WHAT NEEDS TO BE DONE → Give back the whole listing exactly, line by line.

INFORMATION PROVIDED →
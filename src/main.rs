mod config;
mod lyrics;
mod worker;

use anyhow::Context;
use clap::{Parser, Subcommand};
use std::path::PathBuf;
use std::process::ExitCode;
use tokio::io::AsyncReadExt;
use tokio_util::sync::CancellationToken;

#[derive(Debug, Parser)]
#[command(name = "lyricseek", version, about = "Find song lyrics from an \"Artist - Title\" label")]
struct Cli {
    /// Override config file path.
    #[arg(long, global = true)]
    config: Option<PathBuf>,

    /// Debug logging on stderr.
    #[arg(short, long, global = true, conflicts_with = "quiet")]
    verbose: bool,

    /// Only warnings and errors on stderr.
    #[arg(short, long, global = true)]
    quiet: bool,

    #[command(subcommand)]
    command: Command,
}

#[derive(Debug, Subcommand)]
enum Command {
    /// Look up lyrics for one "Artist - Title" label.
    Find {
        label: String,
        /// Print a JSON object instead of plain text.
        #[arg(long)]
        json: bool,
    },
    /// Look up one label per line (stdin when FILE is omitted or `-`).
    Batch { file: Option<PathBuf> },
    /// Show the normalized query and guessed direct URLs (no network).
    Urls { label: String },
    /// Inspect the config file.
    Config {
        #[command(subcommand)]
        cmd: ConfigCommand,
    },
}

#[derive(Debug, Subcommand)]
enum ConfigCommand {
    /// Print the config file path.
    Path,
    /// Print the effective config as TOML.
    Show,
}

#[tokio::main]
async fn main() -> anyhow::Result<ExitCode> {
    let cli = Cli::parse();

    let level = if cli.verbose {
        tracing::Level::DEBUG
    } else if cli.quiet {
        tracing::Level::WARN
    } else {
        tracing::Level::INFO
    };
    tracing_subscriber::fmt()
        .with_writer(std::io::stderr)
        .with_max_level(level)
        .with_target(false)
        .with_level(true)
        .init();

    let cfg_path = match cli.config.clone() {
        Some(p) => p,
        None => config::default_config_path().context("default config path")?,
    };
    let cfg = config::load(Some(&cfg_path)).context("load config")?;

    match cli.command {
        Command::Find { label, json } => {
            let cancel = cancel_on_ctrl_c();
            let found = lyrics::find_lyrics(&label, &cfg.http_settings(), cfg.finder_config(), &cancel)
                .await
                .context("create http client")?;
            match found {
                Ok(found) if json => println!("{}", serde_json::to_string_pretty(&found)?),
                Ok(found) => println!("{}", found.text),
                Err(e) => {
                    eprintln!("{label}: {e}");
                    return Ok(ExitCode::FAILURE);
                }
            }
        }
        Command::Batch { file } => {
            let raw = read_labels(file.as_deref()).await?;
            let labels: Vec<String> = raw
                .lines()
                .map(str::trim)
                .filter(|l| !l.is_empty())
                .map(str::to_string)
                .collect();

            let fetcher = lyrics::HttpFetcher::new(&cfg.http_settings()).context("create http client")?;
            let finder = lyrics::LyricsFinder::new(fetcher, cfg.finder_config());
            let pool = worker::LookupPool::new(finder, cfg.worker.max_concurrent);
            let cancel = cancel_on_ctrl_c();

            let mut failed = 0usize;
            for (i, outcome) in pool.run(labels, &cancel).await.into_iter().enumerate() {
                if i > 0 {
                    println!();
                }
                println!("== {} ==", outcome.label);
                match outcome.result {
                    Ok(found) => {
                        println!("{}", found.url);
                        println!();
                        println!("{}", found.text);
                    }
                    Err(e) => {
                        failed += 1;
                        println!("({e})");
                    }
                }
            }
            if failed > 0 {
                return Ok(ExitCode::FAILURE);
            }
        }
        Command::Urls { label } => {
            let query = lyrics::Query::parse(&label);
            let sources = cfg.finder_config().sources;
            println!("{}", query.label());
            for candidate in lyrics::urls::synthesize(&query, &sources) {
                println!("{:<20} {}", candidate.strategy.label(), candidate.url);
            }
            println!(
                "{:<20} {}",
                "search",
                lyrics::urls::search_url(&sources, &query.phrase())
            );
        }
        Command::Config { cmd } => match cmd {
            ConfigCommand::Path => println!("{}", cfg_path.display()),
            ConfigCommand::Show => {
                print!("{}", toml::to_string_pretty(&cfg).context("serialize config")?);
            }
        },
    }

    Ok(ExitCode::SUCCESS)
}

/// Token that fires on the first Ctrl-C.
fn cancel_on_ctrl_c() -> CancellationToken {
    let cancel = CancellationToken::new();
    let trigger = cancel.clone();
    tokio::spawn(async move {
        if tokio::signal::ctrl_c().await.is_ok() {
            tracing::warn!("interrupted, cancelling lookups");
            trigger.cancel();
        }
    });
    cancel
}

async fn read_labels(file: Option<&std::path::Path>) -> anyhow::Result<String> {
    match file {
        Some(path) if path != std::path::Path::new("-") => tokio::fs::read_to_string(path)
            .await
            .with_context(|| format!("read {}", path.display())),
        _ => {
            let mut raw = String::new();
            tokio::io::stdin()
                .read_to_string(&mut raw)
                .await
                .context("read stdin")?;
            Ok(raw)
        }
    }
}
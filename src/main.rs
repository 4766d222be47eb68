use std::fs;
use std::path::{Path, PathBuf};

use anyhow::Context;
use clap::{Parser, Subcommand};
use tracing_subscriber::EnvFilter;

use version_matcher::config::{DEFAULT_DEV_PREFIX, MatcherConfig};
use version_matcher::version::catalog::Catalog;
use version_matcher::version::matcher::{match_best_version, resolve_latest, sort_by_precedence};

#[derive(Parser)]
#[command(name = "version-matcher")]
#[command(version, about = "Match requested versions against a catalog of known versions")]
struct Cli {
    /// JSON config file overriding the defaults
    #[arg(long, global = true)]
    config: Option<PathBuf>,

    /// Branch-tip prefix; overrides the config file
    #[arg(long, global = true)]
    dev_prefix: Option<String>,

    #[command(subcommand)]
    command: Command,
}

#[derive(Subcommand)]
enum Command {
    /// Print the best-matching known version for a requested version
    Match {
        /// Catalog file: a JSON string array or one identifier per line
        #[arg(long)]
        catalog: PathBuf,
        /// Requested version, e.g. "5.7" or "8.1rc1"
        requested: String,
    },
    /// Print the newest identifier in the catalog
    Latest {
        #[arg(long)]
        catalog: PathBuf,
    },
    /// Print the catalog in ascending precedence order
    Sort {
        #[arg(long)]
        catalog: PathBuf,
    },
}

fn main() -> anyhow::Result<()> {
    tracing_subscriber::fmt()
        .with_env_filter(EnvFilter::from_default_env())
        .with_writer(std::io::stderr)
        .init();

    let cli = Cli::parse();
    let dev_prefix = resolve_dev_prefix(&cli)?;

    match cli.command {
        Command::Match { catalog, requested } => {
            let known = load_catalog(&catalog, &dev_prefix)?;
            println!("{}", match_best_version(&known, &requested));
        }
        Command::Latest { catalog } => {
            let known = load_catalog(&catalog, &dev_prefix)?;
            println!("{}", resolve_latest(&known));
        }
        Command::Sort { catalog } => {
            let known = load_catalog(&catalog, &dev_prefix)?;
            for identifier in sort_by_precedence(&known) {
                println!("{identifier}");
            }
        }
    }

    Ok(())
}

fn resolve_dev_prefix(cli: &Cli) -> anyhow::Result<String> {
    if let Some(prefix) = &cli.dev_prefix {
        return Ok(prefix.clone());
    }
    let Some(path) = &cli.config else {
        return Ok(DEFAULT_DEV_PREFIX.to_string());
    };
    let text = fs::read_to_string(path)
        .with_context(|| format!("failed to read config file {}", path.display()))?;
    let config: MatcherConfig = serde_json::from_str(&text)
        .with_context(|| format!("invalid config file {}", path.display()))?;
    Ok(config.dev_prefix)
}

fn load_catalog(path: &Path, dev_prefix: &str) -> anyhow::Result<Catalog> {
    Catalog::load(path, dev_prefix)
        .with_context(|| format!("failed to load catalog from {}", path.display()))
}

RESPONSE BELOW →
filename src/main.rs
mod config;
mod lyrics;
mod worker;

use anyhow::Context;
use clap::{Parser, Subcommand};
use std::path::PathBuf;
use std::process::ExitCode;
use tokio::io::AsyncReadExt;
use tokio_util::sync::CancellationToken;

#[derive(Debug, Parser)]
#[command(name = "lyricseek", version, about = "Find song lyrics from an \"Artist - Title\" label")]
struct Cli {
    /// Override config file path.
    #[arg(long, global = true)]
    config: Option<PathBuf>,

    /// Debug logging on stderr.
    #[arg(short, long, global = true, conflicts_with = "quiet")]
    verbose: bool,

    /// Only warnings and errors on stderr.
    #[arg(short, long, global = true)]
    quiet: bool,

    #[command(subcommand)]
    command: Command,
}

#[derive(Debug, Subcommand)]
enum Command {
    /// Look up lyrics for one "Artist - Title" label.
    Find {
        label: String,
        /// Print a JSON object instead of plain text.
        #[arg(long)]
        json: bool,
    },
    /// Look up one label per line (stdin when FILE is omitted or `-`).
    Batch { file: Option<PathBuf> },
    /// Show the normalized query and guessed direct URLs (no network).
    Urls { label: String },
    /// Inspect the config file.
    Config {
        #[command(subcommand)]
        cmd: ConfigCommand,
    },
}

#[derive(Debug, Subcommand)]
enum ConfigCommand {
    /// Print the config file path.
    Path,
    /// Print the effective config as TOML.
    Show,
}

#[tokio::main]
async fn main() -> anyhow::Result<ExitCode> {
    let cli = Cli::parse();

    let level = if cli.verbose {
        tracing::Level::DEBUG
    } else if cli.quiet {
        tracing::Level::WARN
    } else {
        tracing::Level::INFO
    };
    tracing_subscriber::fmt()
        .with_writer(std::io::stderr)
        .with_max_level(level)
        .with_target(false)
        .with_level(true)
        .init();

    let cfg_path = match cli.config.clone() {
        Some(p) => p,
        None => config::default_config_path().context("default config path")?,
    };
    let cfg = config::load(Some(&cfg_path)).context("load config")?;

    match cli.command {
        Command::Find { label, json } => {
            let cancel = cancel_on_ctrl_c();
            let found = lyrics::find_lyrics(&label, &cfg.http_settings(), cfg.finder_config(), &cancel)
                .await
                .context("create http client")?;
            match found {
                Ok(found) if json => println!("{}", serde_json::to_string_pretty(&found)?),
                Ok(found) => println!("{}", found.text),
                Err(e) => {
                    eprintln!("{label}: {e}");
                    return Ok(ExitCode::FAILURE);
                }
            }
        }
        Command::Batch { file } => {
            let raw = read_labels(file.as_deref()).await?;
            let labels: Vec<String> = raw
                .lines()
                .map(str::trim)
                .filter(|l| !l.is_empty())
                .map(str::to_string)
                .collect();

            let fetcher = lyrics::HttpFetcher::new(&cfg.http_settings()).context("create http client")?;
            let finder = lyrics::LyricsFinder::new(fetcher, cfg.finder_config());
            let pool = worker::LookupPool::new(finder, cfg.worker.max_concurrent);
            let cancel = cancel_on_ctrl_c();

            let mut failed = 0usize;
            for (i, outcome) in pool.run(labels, &cancel).await.into_iter().enumerate() {
                if i > 0 {
                    println!();
                }
                println!("== {} ==", outcome.label);
                match outcome.result {
                    Ok(found) => {
                        println!("{}", found.url);
                        println!();
                        println!("{}", found.text);
                    }
                    Err(e) => {
                        failed += 1;
                        println!("({e})");
                    }
                }
            }
            if failed > 0 {
                return Ok(ExitCode::FAILURE);
            }
        }
        Command::Urls { label } => {
            let query = lyrics::Query::parse(&label);
            let sources = cfg.finder_config().sources;
            println!("{}", query.label());
            for candidate in lyrics::urls::synthesize(&query, &sources) {
                println!("{:<20} {}", candidate.strategy.label(), candidate.url);
            }
            println!(
                "{:<20} {}",
                "search",
                lyrics::urls::search_url(&sources, &query.phrase())
            );
        }
        Command::Config { cmd } => match cmd {
            ConfigCommand::Path => println!("{}", cfg_path.display()),
            ConfigCommand::Show => {
                print!("{}", toml::to_string_pretty(&cfg).context("serialize config")?);
            }
        },
    }

    Ok(ExitCode::SUCCESS)
}

/// Token that fires on the first Ctrl-C.
fn cancel_on_ctrl_c() -> CancellationToken {
    let cancel = CancellationToken::new();
    let trigger = cancel.clone();
    tokio::spawn(async move {
        if tokio::signal::ctrl_c().await.is_ok() {
            tracing::warn!("interrupted, cancelling lookups");
            trigger.cancel();
        }
    });
    cancel
}

async fn read_labels(file: Option<&std::path::Path>) -> anyhow::Result<String> {
    match file {
        Some(path) if path != std::path::Path::new("-") => tokio::fs::read_to_string(path)
            .await
            .with_context(|| format!("read {}", path.display())),
        _ => {
            let mut raw = String::new();
            tokio::io::stdin()
                .read_to_string(&mut raw)
                .await
                .context("read stdin")?;
            Ok(raw)
        }
    }
}
filename src/main.rs
repository 4766d222be47eb68
use std::fs;
use std::path::{Path, PathBuf};

use anyhow::Context;
use clap::{Parser, Subcommand};
use tracing_subscriber::EnvFilter;

use version_matcher::config::{DEFAULT_DEV_PREFIX, MatcherConfig};
use version_matcher::version::catalog::Catalog;
use version_matcher::version::matcher::{match_best_version, resolve_latest, sort_by_precedence};

#[derive(Parser)]
#[command(name = "version-matcher")]
#[command(version, about = "Match requested versions against a catalog of known versions")]
struct Cli {
    /// JSON config file overriding the defaults
    #[arg(long, global = true)]
    config: Option<PathBuf>,

    /// Branch-tip prefix; overrides the config file
    #[arg(long, global = true)]
    dev_prefix: Option<String>,

    #[command(subcommand)]
    command: Command,
}

#[derive(Subcommand)]
enum Command {
    /// Print the best-matching known version for a requested version
    Match {
        /// Catalog file: a JSON string array or one identifier per line
        #[arg(long)]
        catalog: PathBuf,
        /// Requested version, e.g. "5.7" or "8.1rc1"
        requested: String,
    },
    /// Print the newest identifier in the catalog
    Latest {
        #[arg(long)]
        catalog: PathBuf,
    },
    /// Print the catalog in ascending precedence order
    Sort {
        #[arg(long)]
        catalog: PathBuf,
    },
}

fn main() -> anyhow::Result<()> {
    tracing_subscriber::fmt()
        .with_env_filter(EnvFilter::from_default_env())
        .with_writer(std::io::stderr)
        .init();

    let cli = Cli::parse();
    let dev_prefix = resolve_dev_prefix(&cli)?;

    match cli.command {
        Command::Match { catalog, requested } => {
            let known = load_catalog(&catalog, &dev_prefix)?;
            println!("{}", match_best_version(&known, &requested));
        }
        Command::Latest { catalog } => {
            let known = load_catalog(&catalog, &dev_prefix)?;
            println!("{}", resolve_latest(&known));
        }
        Command::Sort { catalog } => {
            let known = load_catalog(&catalog, &dev_prefix)?;
            for identifier in sort_by_precedence(&known) {
                println!("{identifier}");
            }
        }
    }

    Ok(())
}

fn resolve_dev_prefix(cli: &Cli) -> anyhow::Result<String> {
    if let Some(prefix) = &cli.dev_prefix {
        return Ok(prefix.clone());
    }
    let Some(path) = &cli.config else {
        return Ok(DEFAULT_DEV_PREFIX.to_string());
    };
    let text = fs::read_to_string(path)
        .with_context(|| format!("failed to read config file {}", path.display()))?;
    let config: MatcherConfig = serde_json::from_str(&text)
        .with_context(|| format!("invalid config file {}", path.display()))?;
    Ok(config.dev_prefix)
}

fn load_catalog(path: &Path, dev_prefix: &str) -> anyhow::Result<Catalog> {
    Catalog::load(path, dev_prefix)
        .with_context(|| format!("failed to load catalog from {}", path.display()))
}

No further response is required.